Unmolested, to any reasonable person, means that the car has been maintained regularly, kept in stock specification, and still has matching numbers. Original paint and interior are icing on that cake. But let me ask my fair-minded readers: Which is preferable? Rotten and torn original upholstery, or reupholstered seats replaced with original style material? Which is preferable: a quality respray from a 10 year old rolling restoration, or "original paint" intermingled with with rust all over the place because the previous owner was a hoarder who didnt give a fuck about his car for multiple decades while it sat and decomposed under a tarp? We give these hoarders far too much praise for "preserving history" when we should be asking them why the hell they couldn't bother to be better custodians of the historical artifacts they owned for so long. These high auction prices are just sanctioning this abuse and neglect, and frankly, I reject that idea. It was one thing when this "patina fetish" was confined to very rare cars like Bugattis and Delahayes that were usually neglected due to being hidden during the war, and due to the scarcity of parts in the following decades. It became more debatable when less rare classics like Gullwing 300SLs were on the block in this condition.

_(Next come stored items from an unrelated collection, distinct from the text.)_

use async_trait::async_trait;
use chrono::Utc;
use tokio::sync::RwLock;

use crate::event::{Event, EventRow};
use crate::funnel::SavedFunnel;
use crate::store::{
    generate_funnel_id, EventQuery, EventStore, FunnelConflict, FunnelDraft, FunnelStore,
};

fn now_string() -> String {
    Utc::now().format("%Y-%m-%d %H:%M:%S%.6f").to_string()
}

/// In-process store for embedding and tests.
#[derive(Debug, Default)]
pub struct MemoryStore {
    events: RwLock<Vec<Event>>,
    funnels: RwLock<Vec<SavedFunnel>>,
}

impl MemoryStore {
    pub fn new() -> Self {
        Self::default()
    }

    pub async fn insert_events(&self, events: &[Event]) {
        self.events.write().await.extend_from_slice(events);
    }

    pub async fn event_count(&self) -> usize {
        self.events.read().await.len()
    }
}

#[async_trait]
impl EventStore for MemoryStore {
    async fn query_events(&self, query: &EventQuery) -> anyhow::Result<Vec<EventRow>> {
        let events = self.events.read().await;
        let mut rows: Vec<EventRow> = events
            .iter()
            .filter(|event| event.website_id == query.website_id && query.filter.matches(event))
            .map(EventRow::from)
            .filter(|row| query.admits(row))
            .collect();
        rows.sort_by(|a, b| {
            a.session_id
                .cmp(&b.session_id)
                .then_with(|| a.created_at.cmp(&b.created_at))
                .then_with(|| a.id.cmp(&b.id))
        });
        if let Some(limit) = query.limit {
            rows.truncate(limit);
        }
        Ok(rows)
    }
}

#[async_trait]
impl FunnelStore for MemoryStore {
    async fn list_funnels(&self, website_id: &str) -> anyhow::Result<Vec<SavedFunnel>> {
        let funnels = self.funnels.read().await;
        Ok(funnels
            .iter()
            .rev()
            .filter(|f| f.website_id == website_id)
            .cloned()
            .collect())
    }

    async fn get_funnel(
        &self,
        website_id: &str,
        funnel_id: &str,
    ) -> anyhow::Result<Option<SavedFunnel>> {
        let funnels = self.funnels.read().await;
        Ok(funnels
            .iter()
            .find(|f| f.website_id == website_id && f.id == funnel_id)
            .cloned())
    }

    async fn create_funnel(
        &self,
        website_id: &str,
        draft: &FunnelDraft,
        limit: usize,
    ) -> anyhow::Result<SavedFunnel> {
        let mut funnels = self.funnels.write().await;
        let owned = funnels.iter().filter(|f| f.website_id == website_id).count();
        if owned >= limit {
            return Err(FunnelConflict::LimitExceeded { limit }.into());
        }
        if funnels
            .iter()
            .any(|f| f.website_id == website_id && f.name == draft.name)
        {
            return Err(FunnelConflict::DuplicateName.into());
        }

        let now = now_string();
        let funnel = SavedFunnel {
            id: generate_funnel_id(),
            website_id: website_id.to_string(),
            name: draft.name.clone(),
            steps: draft.steps.clone(),
            created_at: now.clone(),
            updated_at: now,
        };
        funnels.push(funnel.clone());
        Ok(funnel)
    }

    async fn update_funnel(
        &self,
        website_id: &str,
        funnel_id: &str,
        draft: &FunnelDraft,
    ) -> anyhow::Result<Option<SavedFunnel>> {
        let mut funnels = self.funnels.write().await;
        let Some(idx) = funnels
            .iter()
            .position(|f| f.website_id == website_id && f.id == funnel_id)
        else {
            return Ok(None);
        };
        if funnels
            .iter()
            .any(|f| f.website_id == website_id && f.name == draft.name && f.id != funnel_id)
        {
            return Err(FunnelConflict::DuplicateName.into());
        }
        let funnel = &mut funnels[idx];
        funnel.name = draft.name.clone();
        funnel.steps = draft.steps.clone();
        funnel.updated_at = now_string();
        Ok(Some(funnel.clone()))
    }

    async fn delete_funnel(&self, website_id: &str, funnel_id: &str) -> anyhow::Result<bool> {
        let mut funnels = self.funnels.write().await;
        let before = funnels.len();
        funnels.retain(|f| !(f.website_id == website_id && f.id == funnel_id));
        Ok(funnels.len() != before)
    }
}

But no Mini owner has any excuse for not fixing their car and keeping it running. There was never a scarcity of OEM parts for these cars. They made millions of Minis! About 10,700 of them were made in 1959 alone! So enough with the barn finds. Enough with the auction house Kool-Aid! How about some garaged, frequently driven, lovingly maintained cars in a decent state? Shouldn't that be worth more than an immobile rust bucket, no matter what chassis number it has?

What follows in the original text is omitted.